FOURTEEN The Meal: Grass-Fed
III PERSONAL
THE FOREST
FIFTEEN The Forager
SIXTEEN The Omnivore’s Dilemma
SEVENTEEN The Ethics of Eating Animals
EIGHTEEN Hunting: The Meat
NINETEEN Gathering: The Fungi
TWENTY The Perfect Meal
ACKNOWLEDGMENTS
SOURCES
INDEX
THE OMNIVORE’S DILEMMA
INTRODUCTION
OUR NATIONAL EATING DISORDER
What should we have for dinner?
This book is a long and fairly involved answer to this seemingly simple question. Along the way, it also tries to figure out how such a simple question could ever have gotten so complicated. As a culture we seem to have arrived at a place where whatever native wisdom we may once have possessed about eating has been replaced by confusion and anxiety.
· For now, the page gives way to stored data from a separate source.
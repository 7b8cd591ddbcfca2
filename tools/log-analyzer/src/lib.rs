//! Log Analyzer — batch statistics over structured application logs.
//!
//! Parses `timestamp - service - level - message` lines into records, keeps
//! them in source order, and answers aggregate queries: counts by level and
//! service, the most frequent ERROR message, and inclusive date-range filters.
//!
//! One source, fully in memory; no network.

pub mod aggregate;
pub mod config;
pub mod date;
pub mod error;
pub mod parser;
pub mod report;
pub mod store;
pub mod types;

pub use config::Config;
pub use error::AnalyzerError;
pub use parser::parse_line;
pub use report::OutputFormat;
pub use store::LogStore;
pub use types::{MalformedLine, MostCommonError, Record, Summary, Tally};
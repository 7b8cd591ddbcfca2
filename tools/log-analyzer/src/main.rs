//! Binary entrypoint: ingest one log file, print or write its summary.
//!
//! Malformed lines go to stderr. With `--start/--end`, matching lines are
//! printed after the summary.

use std::fs::File;
use std::io::{self, BufWriter, Write};
use std::path::PathBuf;
use std::process::ExitCode;

use clap::{Parser, ValueEnum};
use tracing::info;
use tracing_subscriber::EnvFilter;

use log_analyzer::{aggregate, report, AnalyzerError, Config, LogStore, OutputFormat};

/// Summarize a structured application log file.
#[derive(Parser, Debug)]
#[command(name = "log-analyzer")]
#[command(version, about, long_about = None)]
struct Cli {
  /// Log file to analyze.
  path: PathBuf,

  /// Summary format.
  #[arg(short, long, value_enum, default_value_t = Format::Console)]
  format: Format,

  /// Destination for csv/json output (defaults to log_summary.csv / log_summary.json).
  #[arg(short, long)]
  output: Option<PathBuf>,

  /// Range start, "YYYY-MM-DD HH:MM:SS" (inclusive).
  #[arg(long, requires = "end")]
  start: Option<String>,

  /// Range end, "YYYY-MM-DD HH:MM:SS" (inclusive).
  #[arg(long, requires = "start")]
  end: Option<String>,

  /// Skip blank lines instead of reporting them as malformed.
  #[arg(long)]
  skip_blank: bool,

  /// Keep at most this many malformed lines for printing (the count stays exact).
  #[arg(long)]
  max_malformed: Option<usize>,

  /// Do not print malformed lines to stderr.
  #[arg(long)]
  quiet_malformed: bool,
}

#[derive(Debug, Clone, Copy, PartialEq, Eq, ValueEnum)]
enum Format {
  Console,
  Csv,
  Json,
}

impl From<Format> for OutputFormat {
  fn from(f: Format) -> Self {
    match f {
      Format::Console => OutputFormat::Console,
      Format::Csv => OutputFormat::Csv,
      Format::Json => OutputFormat::Json,
    }
  }
}

fn main() -> ExitCode {
  tracing_subscriber::fmt()
    .with_env_filter(EnvFilter::try_from_default_env().unwrap_or_else(|_| EnvFilter::new("warn")))
    .with_writer(io::stderr)
    .init();

  let cli = Cli::parse();
  match run(cli) {
    Ok(()) => ExitCode::SUCCESS,
    Err(e) => {
      let _ = writeln!(io::stderr(), "log-analyzer: {}", e);
      ExitCode::FAILURE
    }
  }
}

fn run(cli: Cli) -> Result<(), AnalyzerError> {
  let config = Config {
    skip_blank_lines: cli.skip_blank,
    max_retained_malformed: cli.max_malformed,
    ..Config::default()
  };

  let store = LogStore::open(&cli.path, &config)?;
  if !cli.quiet_malformed {
    let mut err = io::stderr().lock();
    for line in store.malformed_lines() {
      writeln!(err, "Malformed Line: {}", line.raw)?;
    }
  }

  let summary = aggregate::summarize(store.records());
  let format = OutputFormat::from(cli.format);
  match format {
    OutputFormat::Console => report::render(format, io::stdout().lock(), &summary)?,
    OutputFormat::Csv | OutputFormat::Json => {
      let dest = cli.output.unwrap_or_else(|| match format {
        OutputFormat::Csv => config.csv_path.clone(),
        _ => config.json_path.clone(),
      });
      let file = File::create(&dest)?;
      report::render(format, BufWriter::new(file), &summary)?;
      info!(path = %dest.display(), "summary written");
    }
  }

  if let (Some(start), Some(end)) = (cli.start.as_deref(), cli.end.as_deref()) {
    let lines = aggregate::filter_by_date_range(store.records(), start, end)?;
    let mut out = io::stdout().lock();
    writeln!(out, "Filtered Logs:")?;
    for line in lines {
      writeln!(out, "{}", line)?;
    }
  }

  Ok(())
}
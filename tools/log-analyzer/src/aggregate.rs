//! Stateless queries over a store's records: tallies, top-by-frequency, date ranges.

use std::collections::HashMap;
use std::hash::Hash;

use crate::date;
use crate::error::AnalyzerError;
use crate::types::{MostCommonError, Record, Summary, Tally};

/// Level token that marks a record as an error. Matched exactly (case-sensitive).
pub const ERROR_LEVEL: &str = "ERROR";

/// Count records per level. Only observed levels appear.
pub fn tally_by_level(records: &[Record]) -> Tally {
  tally(records.iter().map(Record::level))
}

/// Count records per service. Only observed services appear.
pub fn tally_by_service(records: &[Record]) -> Tally {
  tally(records.iter().map(Record::service))
}

fn tally<'a>(values: impl Iterator<Item = &'a str>) -> Tally {
  let mut out = Tally::new();
  for v in values {
    *out.entry(v.to_string()).or_insert(0) += 1;
  }
  out
}

/// The `k` most frequent items, count descending.
///
/// Ties go to the item seen first in `items`.
pub fn top_k_by_frequency<T, I>(items: I, k: usize) -> Vec<(T, u64)>
where
  T: Eq + Hash,
  I: IntoIterator<Item = T>,
{
  // item -> (count, first-occurrence index)
  let mut counts: HashMap<T, (u64, usize)> = HashMap::new();
  for (idx, item) in items.into_iter().enumerate() {
    counts.entry(item).or_insert((0, idx)).0 += 1;
  }

  let mut ranked: Vec<(T, u64, usize)> = counts
    .into_iter()
    .map(|(item, (count, first))| (item, count, first))
    .collect();
  ranked.sort_by(|a, b| b.1.cmp(&a.1).then(a.2.cmp(&b.2)));
  ranked
    .into_iter()
    .take(k)
    .map(|(item, count, _)| (item, count))
    .collect()
}

/// The single most frequent item; `None` for empty input.
pub fn top_by_frequency<T, I>(items: I) -> Option<(T, u64)>
where
  T: Eq + Hash,
  I: IntoIterator<Item = T>,
{
  top_k_by_frequency(items, 1).into_iter().next()
}

/// Most frequent message among `ERROR` records, or `None` if there are none.
pub fn most_frequent_error(records: &[Record]) -> Option<MostCommonError> {
  let messages = records
    .iter()
    .filter(|r| r.level() == ERROR_LEVEL)
    .map(Record::message);
  top_by_frequency(messages).map(|(message, count)| MostCommonError {
    message: message.to_string(),
    count,
  })
}

/// Records whose timestamp lies in `[start, end]`, in store order.
///
/// Bounds must be `YYYY-MM-DD HH:MM:SS`. Record timestamps may also be a bare
/// date (midnight). A record timestamp matching neither form fails the call.
pub fn filter_records_by_date_range<'a>(
  records: &'a [Record],
  start: &str,
  end: &str,
) -> Result<Vec<&'a Record>, AnalyzerError> {
  let start_dt = date::parse_bound("start", start)?;
  let end_dt = date::parse_bound("end", end)?;

  let mut out = Vec::new();
  for record in records {
    let ts = date::parse_record_timestamp(record.timestamp())
      .ok_or_else(|| AnalyzerError::unparsable_timestamp(record.timestamp()))?;
    if start_dt <= ts && ts <= end_dt {
      out.push(record);
    }
  }
  Ok(out)
}

/// Same as [`filter_records_by_date_range`], formatted as reconstructed lines.
pub fn filter_by_date_range(
  records: &[Record],
  start: &str,
  end: &str,
) -> Result<Vec<String>, AnalyzerError> {
  Ok(
    filter_records_by_date_range(records, start, end)?
      .into_iter()
      .map(Record::to_string)
      .collect(),
  )
}

/// Level counts, service counts, and the most common error.
pub fn summarize(records: &[Record]) -> Summary {
  Summary {
    level_counts: tally_by_level(records),
    service_counts: tally_by_service(records),
    most_common_error: most_frequent_error(records),
  }
}

#[cfg(test)]
mod tests {
  use super::*;

  fn sample() -> Vec<Record> {
    vec![
      Record::new("2023-03-01 08:15:27", "ServiceA", "INFO", "Started processing request #123"),
      Record::new("2023-03-01 08:15:28", "ServiceB", "ERROR", "Null pointer exception"),
      Record::new("2023-03-01 08:20:05", "ServiceC", "WARN", "Disk usage is at 85%"),
    ]
  }

  fn errors(messages: &[&str]) -> Vec<Record> {
    messages
      .iter()
      .map(|m| Record::new("2023-03-01", "api", "ERROR", *m))
      .collect()
  }

  #[test]
  fn tallies_count_each_value() {
    let mut records = sample();
    records.push(Record::new("2023-03-01", "ServiceA", "INFO", "again"));

    let levels = tally_by_level(&records);
    assert_eq!(levels["INFO"], 2);
    assert_eq!(levels["ERROR"], 1);
    assert_eq!(levels["WARN"], 1);
    assert!(!levels.contains_key("DEBUG"));

    let services = tally_by_service(&records);
    assert_eq!(services["ServiceA"], 2);
    assert_eq!(services.values().sum::<u64>(), records.len() as u64);
  }

  #[test]
  fn tallies_of_empty_input_are_empty() {
    assert!(tally_by_level(&[]).is_empty());
    assert!(tally_by_service(&[]).is_empty());
  }

  #[test]
  fn most_frequent_error_single() {
    let e = most_frequent_error(&sample()).unwrap();
    assert_eq!(e.message, "Null pointer exception");
    assert_eq!(e.count, 1);
  }

  #[test]
  fn most_frequent_error_picks_max() {
    let e = most_frequent_error(&errors(&["X", "Y", "X"])).unwrap();
    assert_eq!((e.message.as_str(), e.count), ("X", 2));
  }

  #[test]
  fn most_frequent_error_tie_goes_to_first_seen() {
    let e = most_frequent_error(&errors(&["Y", "X", "X", "Y", "Z"])).unwrap();
    assert_eq!((e.message.as_str(), e.count), ("Y", 2));
  }

  #[test]
  fn most_frequent_error_absent_without_errors() {
    let records = vec![Record::new("2023-03-01", "api", "error", "lowercase is not ERROR")];
    assert!(most_frequent_error(&records).is_none());
    assert!(most_frequent_error(&[]).is_none());
  }

  #[test]
  fn top_k_orders_by_count_then_first_seen() {
    let top = top_k_by_frequency(["b", "a", "c", "a", "c", "d"], 3);
    assert_eq!(top, vec![("a", 2), ("c", 2), ("b", 1)]);
    assert!(top_k_by_frequency(Vec::<&str>::new(), 3).is_empty());
    assert_eq!(top_by_frequency(["z"]), Some(("z", 1)));
  }

  #[test]
  fn filter_returns_matching_lines_in_order() {
    let out = filter_by_date_range(&sample(), "2023-03-01 08:15:00", "2023-03-01 08:16:00").unwrap();
    assert_eq!(
      out,
      vec![
        "2023-03-01 08:15:27 - ServiceA - INFO - Started processing request #123",
        "2023-03-01 08:15:28 - ServiceB - ERROR - Null pointer exception",
      ]
    );
  }

  #[test]
  fn filter_bounds_are_inclusive() {
    let out = filter_by_date_range(&sample(), "2023-03-01 08:15:27", "2023-03-01 08:20:05").unwrap();
    assert_eq!(out.len(), 3);
  }

  #[test]
  fn filter_treats_date_only_as_midnight() {
    let records = vec![Record::new("2023-03-01", "api", "INFO", "midnight")];
    let hit = filter_by_date_range(&records, "2023-03-01 00:00:00", "2023-03-01 00:00:00").unwrap();
    assert_eq!(hit, vec!["2023-03-01 - api - INFO - midnight"]);
    let miss = filter_by_date_range(&records, "2023-03-01 00:00:01", "2023-03-02 00:00:00").unwrap();
    assert!(miss.is_empty());
  }

  #[test]
  fn filter_rejects_malformed_bounds() {
    let err = filter_by_date_range(&sample(), "March 1st", "2023-03-01 08:16:00").unwrap_err();
    assert!(matches!(err, AnalyzerError::InvalidDateBound { ref field, .. } if field == "start"));
    let err = filter_by_date_range(&sample(), "2023-03-01 08:15:00", "2023-03-01").unwrap_err();
    assert!(matches!(err, AnalyzerError::InvalidDateBound { ref field, .. } if field == "end"));
  }

  #[test]
  fn filter_fails_on_unparsable_record_timestamp() {
    let mut records = sample();
    records.push(Record::new("2023-03-01 08:15", "api", "INFO", "short"));
    let err = filter_by_date_range(&records, "2023-03-01 00:00:00", "2023-03-02 00:00:00").unwrap_err();
    match err {
      AnalyzerError::UnparsableRecordTimestamp { timestamp } => assert_eq!(timestamp, "2023-03-01 08:15"),
      other => panic!("unexpected error: {}", other),
    }
  }

  #[test]
  fn filter_with_inverted_range_is_empty() {
    let out = filter_by_date_range(&sample(), "2023-03-02 00:00:00", "2023-03-01 00:00:00").unwrap();
    assert!(out.is_empty());
  }

  #[test]
  fn summarize_bundles_aggregates() {
    let s = summarize(&sample());
    assert_eq!(s.level_counts.len(), 3);
    assert_eq!(s.service_counts.len(), 3);
    assert_eq!(s.most_common_error.unwrap().message, "Null pointer exception");
  }
}
//! In-memory store: the ordered records of one source plus malformed-line bookkeeping.

use std::fs::File;
use std::io::{BufRead, BufReader, Read};
use std::path::Path;

use tracing::{debug, info, warn};

use crate::config::Config;
use crate::error::AnalyzerError;
use crate::parser;
use crate::types::{IngestReport, MalformedLine, Record};

/// Records in source order. Accepted records are never dropped or reordered.
#[derive(Debug, Default)]
pub struct LogStore {
  records: Vec<Record>,
  malformed: Vec<MalformedLine>,
  malformed_count: usize,
  lines_seen: usize,
  skip_blank_lines: bool,
  max_retained_malformed: Option<usize>,
}

impl LogStore {
  pub fn new() -> Self {
    Self::with_config(&Config::default())
  }

  pub fn with_config(config: &Config) -> Self {
    Self {
      skip_blank_lines: config.skip_blank_lines,
      max_retained_malformed: config.max_retained_malformed,
      ..Self::default()
    }
  }

  /// Open `path` and ingest every line.
  ///
  /// Fails with `SourceUnavailable` if the file cannot be opened or a read
  /// fails partway; no partial store is returned.
  pub fn open(path: impl AsRef<Path>, config: &Config) -> Result<Self, AnalyzerError> {
    let path = path.as_ref();
    let file = File::open(path).map_err(|e| AnalyzerError::source_unavailable(path, e))?;
    Self::read_from(BufReader::new(file), config)
      .map_err(|e| match e {
        AnalyzerError::Io(source) => AnalyzerError::source_unavailable(path, source),
        other => other,
      })
  }

  /// Ingest every line of `reader`. A read error (including invalid UTF-8)
  /// aborts with `Io`.
  ///
  /// `\r\n`, `\r` and `\n` all end a line.
  pub fn read_from<R: BufRead>(mut reader: R, config: &Config) -> Result<Self, AnalyzerError> {
    let mut text = String::new();
    reader.read_to_string(&mut text)?;
    let mut store = Self::with_config(config);
    store.ingest(split_lines(&text));
    Ok(store)
  }

  /// Parse each line in order, appending matches and tallying the rest.
  ///
  /// A malformed line never aborts the pass.
  pub fn ingest<I, S>(&mut self, lines: I) -> IngestReport
  where
    I: IntoIterator<Item = S>,
    S: AsRef<str>,
  {
    let mut report = IngestReport::default();

    for line in lines {
      self.lines_seen += 1;
      let trimmed = line.as_ref().trim();

      if trimmed.is_empty() && self.skip_blank_lines {
        continue;
      }

      match parser::parse_line(trimmed) {
        Some(record) => {
          debug!(line = self.lines_seen, level = record.level(), service = record.service(), "accepted");
          self.records.push(record);
          report.accepted += 1;
        }
        None => {
          debug!(line = self.lines_seen, raw = trimmed, "malformed line");
          self.record_malformed(trimmed);
          report.malformed += 1;
        }
      }
    }

    if report.malformed > 0 {
      warn!(count = report.malformed, "malformed lines skipped");
    }
    info!(
      accepted = report.accepted,
      malformed = report.malformed,
      total_records = self.records.len(),
      "ingestion pass complete"
    );
    report
  }

  fn record_malformed(&mut self, raw: &str) {
    self.malformed_count += 1;
    let has_room = self
      .max_retained_malformed
      .map_or(true, |cap| self.malformed.len() < cap);
    if has_room {
      self.malformed.push(MalformedLine {
        line_number: self.lines_seen,
        raw: raw.to_string(),
      });
    }
  }

  pub fn records(&self) -> &[Record] {
    &self.records
  }

  pub fn len(&self) -> usize {
    self.records.len()
  }

  pub fn is_empty(&self) -> bool {
    self.records.is_empty()
  }

  /// Exact number of malformed lines seen, including any not retained.
  pub fn malformed_count(&self) -> usize {
    self.malformed_count
  }

  pub fn malformed_lines(&self) -> &[MalformedLine] {
    &self.malformed
  }
}

/// Split on any of `\r\n`, `\r`, `\n`. A trailing terminator yields no empty line.
fn split_lines(text: &str) -> Vec<&str> {
  let mut out = Vec::new();
  let mut rest = text;
  while !rest.is_empty() {
    match rest.find(|c: char| c == '\r' || c == '\n') {
      Some(i) => {
        out.push(&rest[..i]);
        let skip = if rest[i..].starts_with("\r\n") { 2 } else { 1 };
        rest = &rest[i + skip..];
      }
      None => {
        out.push(rest);
        break;
      }
    }
  }
  out
}
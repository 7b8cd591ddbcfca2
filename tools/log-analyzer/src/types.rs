//! Core types for the log analyzer (decoded records + summary contracts).

use std::collections::BTreeMap;
use std::fmt;

use serde::{Serialize, Serializer};

// ---------------------------------------------------------------------------
// Decoded records
// ---------------------------------------------------------------------------

/// One decoded log line: `timestamp - service - level - message`.
///
/// Only [`crate::parser::parse_line`] builds these outside the crate, so every
/// Record matches the line grammar. Fields are never mutated afterwards.
#[derive(Debug, Clone, PartialEq, Eq)]
pub struct Record {
  timestamp: String,
  service: String,
  level: String,
  message: String,
}

impl Record {
  /// Unchecked; callers inside the crate pass grammar-valid fields.
  pub(crate) fn new(
    timestamp: impl Into<String>,
    service: impl Into<String>,
    level: impl Into<String>,
    message: impl Into<String>,
  ) -> Self {
    Self {
      timestamp: timestamp.into(),
      service: service.into(),
      level: level.into(),
      message: message.into(),
    }
  }

  /// Raw timestamp text, exactly as it appeared in the line.
  pub fn timestamp(&self) -> &str {
    &self.timestamp
  }

  pub fn service(&self) -> &str {
    &self.service
  }

  pub fn level(&self) -> &str {
    &self.level
  }

  pub fn message(&self) -> &str {
    &self.message
  }
}

/// Reconstructs the source line.
impl fmt::Display for Record {
  fn fmt(&self, f: &mut fmt::Formatter<'_>) -> fmt::Result {
    write!(
      f,
      "{} - {} - {} - {}",
      self.timestamp, self.service, self.level, self.message
    )
  }
}

/// A line that did not match the grammar, kept for diagnostics.
#[derive(Debug, Clone, PartialEq, Eq)]
pub struct MalformedLine {
  /// 1-based position in the source.
  pub line_number: usize,
  /// The line after whitespace trimming.
  pub raw: String,
}

/// Counts for one ingestion pass.
#[derive(Debug, Clone, Copy, Default, PartialEq, Eq)]
pub struct IngestReport {
  pub accepted: usize,
  pub malformed: usize,
}

// ---------------------------------------------------------------------------
// Aggregates (derived views, never stored on the store)
// ---------------------------------------------------------------------------

/// Frequency of each distinct field value. Keys are sorted for stable output.
pub type Tally = BTreeMap<String, u64>;

/// The most frequent ERROR message and how often it occurred.
#[derive(Debug, Clone, PartialEq, Eq)]
pub struct MostCommonError {
  pub message: String,
  pub count: u64,
}

/// Serialized as a `[message, count]` pair.
impl Serialize for MostCommonError {
  fn serialize<S: Serializer>(&self, serializer: S) -> Result<S::Ok, S::Error> {
    (&self.message, self.count).serialize(serializer)
  }
}

/// `('message', count)`, switching to double quotes when the message holds a
/// single quote and no double quote; otherwise `'` and `\\` are escaped.
impl fmt::Display for MostCommonError {
  fn fmt(&self, f: &mut fmt::Formatter<'_>) -> fmt::Result {
    let quote = if self.message.contains('\'') && !self.message.contains('"') {
      '"'
    } else {
      '\''
    };
    write!(f, "({}", quote)?;
    for ch in self.message.chars() {
      if ch == quote || ch == '\\' {
        write!(f, "\\")?;
      }
      write!(f, "{}", ch)?;
    }
    write!(f, "{}, {})", quote, self.count)
  }
}

// ---------------------------------------------------------------------------
// Output types (what the renderers consume)
// ---------------------------------------------------------------------------

#[derive(Debug, Clone, PartialEq, Eq, Serialize)]
pub struct Summary {
  #[serde(rename = "Log Level Counts")]
  pub level_counts: Tally,
  #[serde(rename = "Service Counts")]
  pub service_counts: Tally,
  #[serde(rename = "Most Common Error")]
  pub most_common_error: Option<MostCommonError>,
}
Somehow this most elemental of activities—figuring out what to eat—has come to require a remarkable amount of expert help. How did we ever get to a point where we need investigative journalists to tell us where our food comes from and nutritionists to determine the dinner menu?
For me the absurdity of the situation became inescapable in the fall of 2002, when one of the most ancient and venerable staples of human life abruptly disappeared from the American dinner table. I’m talking of course about bread. Virtually overnight, Americans changed the way they eat. A collective spasm of what can only be described as carbophobia seized the country, supplanting an era of national lipophobia dating to the Carter administration. That was when, in 1977, a Senate committee had issued a set of “dietary goals” warning beef-loving Americans to lay off the red meat. And so we dutifully had done, until now.
What set off the sea change? It appears to have been a perfect media storm of diet books, scientific studies, and one timely magazine article. The new diet books, many of them inspired by the formerly discredited Dr. Robert C. Atkins, brought Americans the welcome news that they could eat more meat and lose weight just so long as they laid off the bread and pasta. These high-protein, low-carb diets found support in a handful of new epidemiological studies suggesting that the nutritional orthodoxy that had held sway in America since the 1970s might be wrong. It was not, as official opinion claimed, fat that made us fat, but the carbohydrates we’d been eating precisely in order to stay slim. So conditions were ripe for a swing of the dietary pendulum when, in the summer of 2002, the New York Times Magazine published a cover story on the new research entitled “What if Fat Doesn’t Make You Fat?” Within months, supermarket shelves were restocked and restaurant menus rewritten to reflect the new nutritional wisdom. The blamelessness of steak restored, two of the most wholesome and uncontroversial foods known to man—bread and pasta—acquired a moral stain that promptly bankrupted dozens of bakeries and noodle firms and ruined an untold number of perfectly good meals.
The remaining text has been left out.